Your assignment:
From the first line of the records down to the one that holds "use std::sync::Mutex;", transcribe each line exactly and add nothing.
════════
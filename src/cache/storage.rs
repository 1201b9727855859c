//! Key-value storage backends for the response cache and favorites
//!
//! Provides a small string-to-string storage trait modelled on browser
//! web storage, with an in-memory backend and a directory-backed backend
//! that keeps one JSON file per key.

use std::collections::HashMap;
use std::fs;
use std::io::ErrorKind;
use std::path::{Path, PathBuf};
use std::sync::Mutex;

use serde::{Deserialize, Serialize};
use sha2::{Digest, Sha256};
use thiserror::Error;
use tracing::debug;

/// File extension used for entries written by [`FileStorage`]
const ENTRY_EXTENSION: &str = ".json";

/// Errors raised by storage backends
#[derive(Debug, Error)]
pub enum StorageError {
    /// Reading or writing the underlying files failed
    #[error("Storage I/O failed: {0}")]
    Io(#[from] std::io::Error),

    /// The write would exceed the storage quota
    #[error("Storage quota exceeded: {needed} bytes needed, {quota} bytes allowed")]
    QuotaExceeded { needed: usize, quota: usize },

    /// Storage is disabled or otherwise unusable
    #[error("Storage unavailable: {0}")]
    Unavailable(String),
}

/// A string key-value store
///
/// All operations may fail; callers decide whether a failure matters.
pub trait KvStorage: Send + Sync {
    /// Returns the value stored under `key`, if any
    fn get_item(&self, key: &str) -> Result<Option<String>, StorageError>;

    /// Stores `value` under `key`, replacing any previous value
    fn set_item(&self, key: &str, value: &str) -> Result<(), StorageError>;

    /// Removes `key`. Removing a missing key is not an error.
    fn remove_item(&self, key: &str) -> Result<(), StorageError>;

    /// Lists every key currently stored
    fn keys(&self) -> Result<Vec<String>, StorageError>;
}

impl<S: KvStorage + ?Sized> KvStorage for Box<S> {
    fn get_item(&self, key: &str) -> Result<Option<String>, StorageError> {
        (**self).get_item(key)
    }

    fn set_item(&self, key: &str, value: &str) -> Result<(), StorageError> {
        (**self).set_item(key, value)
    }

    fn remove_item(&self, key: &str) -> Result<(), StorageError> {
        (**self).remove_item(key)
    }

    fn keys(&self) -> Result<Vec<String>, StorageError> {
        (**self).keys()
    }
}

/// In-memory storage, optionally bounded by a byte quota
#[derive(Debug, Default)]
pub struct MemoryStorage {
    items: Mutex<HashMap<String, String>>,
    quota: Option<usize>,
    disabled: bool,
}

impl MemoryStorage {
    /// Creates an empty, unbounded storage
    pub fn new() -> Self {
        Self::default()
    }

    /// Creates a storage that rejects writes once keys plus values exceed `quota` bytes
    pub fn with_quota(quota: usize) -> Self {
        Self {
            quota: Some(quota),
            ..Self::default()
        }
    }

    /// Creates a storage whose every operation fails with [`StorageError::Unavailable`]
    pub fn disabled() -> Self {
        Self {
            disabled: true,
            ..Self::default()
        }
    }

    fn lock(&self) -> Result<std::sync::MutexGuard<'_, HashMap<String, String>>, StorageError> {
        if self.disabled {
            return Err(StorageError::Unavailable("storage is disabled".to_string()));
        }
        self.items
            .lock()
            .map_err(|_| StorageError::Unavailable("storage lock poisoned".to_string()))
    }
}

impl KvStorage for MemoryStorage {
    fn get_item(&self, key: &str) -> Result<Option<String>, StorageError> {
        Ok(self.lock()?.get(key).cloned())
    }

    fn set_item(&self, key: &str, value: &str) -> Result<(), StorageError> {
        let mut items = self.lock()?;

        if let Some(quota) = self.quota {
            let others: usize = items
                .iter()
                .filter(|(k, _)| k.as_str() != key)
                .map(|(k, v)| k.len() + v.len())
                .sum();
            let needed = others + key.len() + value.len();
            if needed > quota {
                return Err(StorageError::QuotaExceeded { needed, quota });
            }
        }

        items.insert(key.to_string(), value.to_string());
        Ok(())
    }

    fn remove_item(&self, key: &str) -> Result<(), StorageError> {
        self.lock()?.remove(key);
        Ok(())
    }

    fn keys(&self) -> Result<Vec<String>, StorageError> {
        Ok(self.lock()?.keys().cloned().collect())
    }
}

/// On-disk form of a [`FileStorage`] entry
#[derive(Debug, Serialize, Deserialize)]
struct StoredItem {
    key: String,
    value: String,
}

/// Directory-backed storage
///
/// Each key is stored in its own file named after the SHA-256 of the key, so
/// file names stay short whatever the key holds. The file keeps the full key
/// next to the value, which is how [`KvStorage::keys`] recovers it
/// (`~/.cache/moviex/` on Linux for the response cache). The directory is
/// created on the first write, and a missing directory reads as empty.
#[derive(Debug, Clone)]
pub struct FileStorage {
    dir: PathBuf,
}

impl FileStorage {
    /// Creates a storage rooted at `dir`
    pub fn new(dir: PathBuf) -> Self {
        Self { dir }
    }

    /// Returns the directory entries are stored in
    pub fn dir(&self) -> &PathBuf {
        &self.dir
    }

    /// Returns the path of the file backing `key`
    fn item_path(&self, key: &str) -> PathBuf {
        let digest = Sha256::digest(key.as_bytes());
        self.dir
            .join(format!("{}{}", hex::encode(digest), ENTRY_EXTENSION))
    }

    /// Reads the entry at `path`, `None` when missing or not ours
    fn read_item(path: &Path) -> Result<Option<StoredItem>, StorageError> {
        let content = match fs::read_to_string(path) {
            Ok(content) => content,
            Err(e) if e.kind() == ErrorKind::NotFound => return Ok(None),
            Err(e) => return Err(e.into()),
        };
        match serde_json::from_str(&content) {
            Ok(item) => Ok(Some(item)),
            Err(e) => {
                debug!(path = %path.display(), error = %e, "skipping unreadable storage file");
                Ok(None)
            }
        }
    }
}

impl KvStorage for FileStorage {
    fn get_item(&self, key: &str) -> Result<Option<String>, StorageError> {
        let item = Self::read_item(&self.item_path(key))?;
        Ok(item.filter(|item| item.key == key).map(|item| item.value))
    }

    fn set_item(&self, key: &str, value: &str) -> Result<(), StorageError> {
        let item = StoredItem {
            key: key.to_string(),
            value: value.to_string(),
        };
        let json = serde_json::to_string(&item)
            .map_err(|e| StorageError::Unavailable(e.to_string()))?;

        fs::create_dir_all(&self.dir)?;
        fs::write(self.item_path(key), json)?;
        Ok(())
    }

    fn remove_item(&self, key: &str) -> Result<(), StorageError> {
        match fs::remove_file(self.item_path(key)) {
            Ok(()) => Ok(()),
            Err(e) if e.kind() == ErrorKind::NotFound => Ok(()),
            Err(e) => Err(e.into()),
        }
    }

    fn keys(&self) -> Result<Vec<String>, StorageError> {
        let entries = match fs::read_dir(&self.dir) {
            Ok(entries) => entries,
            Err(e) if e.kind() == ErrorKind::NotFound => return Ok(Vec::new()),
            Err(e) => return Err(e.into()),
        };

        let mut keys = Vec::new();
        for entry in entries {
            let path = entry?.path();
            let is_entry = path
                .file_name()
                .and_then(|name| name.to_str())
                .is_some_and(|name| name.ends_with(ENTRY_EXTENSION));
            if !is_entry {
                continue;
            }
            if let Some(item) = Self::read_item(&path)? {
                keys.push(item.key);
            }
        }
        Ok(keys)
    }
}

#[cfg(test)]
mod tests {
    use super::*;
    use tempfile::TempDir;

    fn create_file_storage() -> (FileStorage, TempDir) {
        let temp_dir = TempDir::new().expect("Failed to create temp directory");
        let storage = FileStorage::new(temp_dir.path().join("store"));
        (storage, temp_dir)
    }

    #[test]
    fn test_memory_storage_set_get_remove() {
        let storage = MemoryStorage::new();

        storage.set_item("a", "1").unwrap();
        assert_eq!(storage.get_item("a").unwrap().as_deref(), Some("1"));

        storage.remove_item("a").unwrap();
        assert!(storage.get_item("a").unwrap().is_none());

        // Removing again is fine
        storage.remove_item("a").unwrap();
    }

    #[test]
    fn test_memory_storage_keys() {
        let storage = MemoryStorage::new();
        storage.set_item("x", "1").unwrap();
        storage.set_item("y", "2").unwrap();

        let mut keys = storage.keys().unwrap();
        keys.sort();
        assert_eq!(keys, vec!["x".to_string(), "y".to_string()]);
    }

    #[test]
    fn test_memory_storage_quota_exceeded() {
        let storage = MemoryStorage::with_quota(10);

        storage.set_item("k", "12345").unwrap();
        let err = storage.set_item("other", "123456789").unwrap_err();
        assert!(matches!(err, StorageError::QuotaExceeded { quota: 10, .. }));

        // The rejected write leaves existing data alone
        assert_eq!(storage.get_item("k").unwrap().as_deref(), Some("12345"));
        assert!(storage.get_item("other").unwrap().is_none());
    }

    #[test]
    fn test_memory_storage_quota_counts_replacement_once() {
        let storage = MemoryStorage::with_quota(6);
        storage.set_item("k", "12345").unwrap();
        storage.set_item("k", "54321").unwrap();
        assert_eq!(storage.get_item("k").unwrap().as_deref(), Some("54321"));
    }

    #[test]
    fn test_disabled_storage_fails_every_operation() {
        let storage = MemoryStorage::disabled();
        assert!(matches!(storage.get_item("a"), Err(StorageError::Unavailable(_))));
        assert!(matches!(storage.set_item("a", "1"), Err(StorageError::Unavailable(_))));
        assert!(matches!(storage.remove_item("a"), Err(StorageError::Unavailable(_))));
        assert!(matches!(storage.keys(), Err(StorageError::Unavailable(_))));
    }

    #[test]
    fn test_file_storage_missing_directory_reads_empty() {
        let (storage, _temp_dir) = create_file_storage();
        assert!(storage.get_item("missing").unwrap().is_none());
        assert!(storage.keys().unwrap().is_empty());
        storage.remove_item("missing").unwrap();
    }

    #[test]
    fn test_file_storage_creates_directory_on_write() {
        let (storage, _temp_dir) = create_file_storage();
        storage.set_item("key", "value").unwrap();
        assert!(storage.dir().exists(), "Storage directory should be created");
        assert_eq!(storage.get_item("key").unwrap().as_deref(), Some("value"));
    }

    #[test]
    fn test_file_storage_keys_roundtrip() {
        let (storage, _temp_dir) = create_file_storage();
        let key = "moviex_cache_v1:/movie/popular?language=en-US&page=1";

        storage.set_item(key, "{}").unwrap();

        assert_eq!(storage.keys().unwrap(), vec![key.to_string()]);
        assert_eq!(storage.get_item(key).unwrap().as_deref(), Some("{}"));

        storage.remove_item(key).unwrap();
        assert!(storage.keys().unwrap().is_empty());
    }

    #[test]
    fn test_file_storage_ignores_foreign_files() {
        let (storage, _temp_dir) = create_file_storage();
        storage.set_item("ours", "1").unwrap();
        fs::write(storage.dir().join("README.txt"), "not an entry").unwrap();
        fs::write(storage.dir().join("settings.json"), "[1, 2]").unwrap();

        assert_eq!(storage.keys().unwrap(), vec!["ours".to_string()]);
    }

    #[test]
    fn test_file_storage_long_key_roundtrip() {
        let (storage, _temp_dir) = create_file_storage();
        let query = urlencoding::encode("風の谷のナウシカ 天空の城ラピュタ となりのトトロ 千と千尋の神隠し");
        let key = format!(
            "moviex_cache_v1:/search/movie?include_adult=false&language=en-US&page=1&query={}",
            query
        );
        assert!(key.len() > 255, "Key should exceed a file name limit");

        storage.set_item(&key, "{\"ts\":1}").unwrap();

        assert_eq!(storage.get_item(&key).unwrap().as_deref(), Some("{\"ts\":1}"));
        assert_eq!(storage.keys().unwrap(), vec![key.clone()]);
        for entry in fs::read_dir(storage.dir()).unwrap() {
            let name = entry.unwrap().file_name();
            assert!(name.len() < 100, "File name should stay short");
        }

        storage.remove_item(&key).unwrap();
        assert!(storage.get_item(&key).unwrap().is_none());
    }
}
════════
Task solution:
filename src/cache/storage.rs
repository 1201b9727855859c
//! Key-value storage backends for the response cache and favorites
//!
//! Provides a small string-to-string storage trait modelled on browser
//! web storage, with an in-memory backend and a directory-backed backend
//! that keeps one JSON file per key.

use std::collections::HashMap;
use std::fs;
use std::io::ErrorKind;
use std::path::{Path, PathBuf};
use std::sync::Mutex;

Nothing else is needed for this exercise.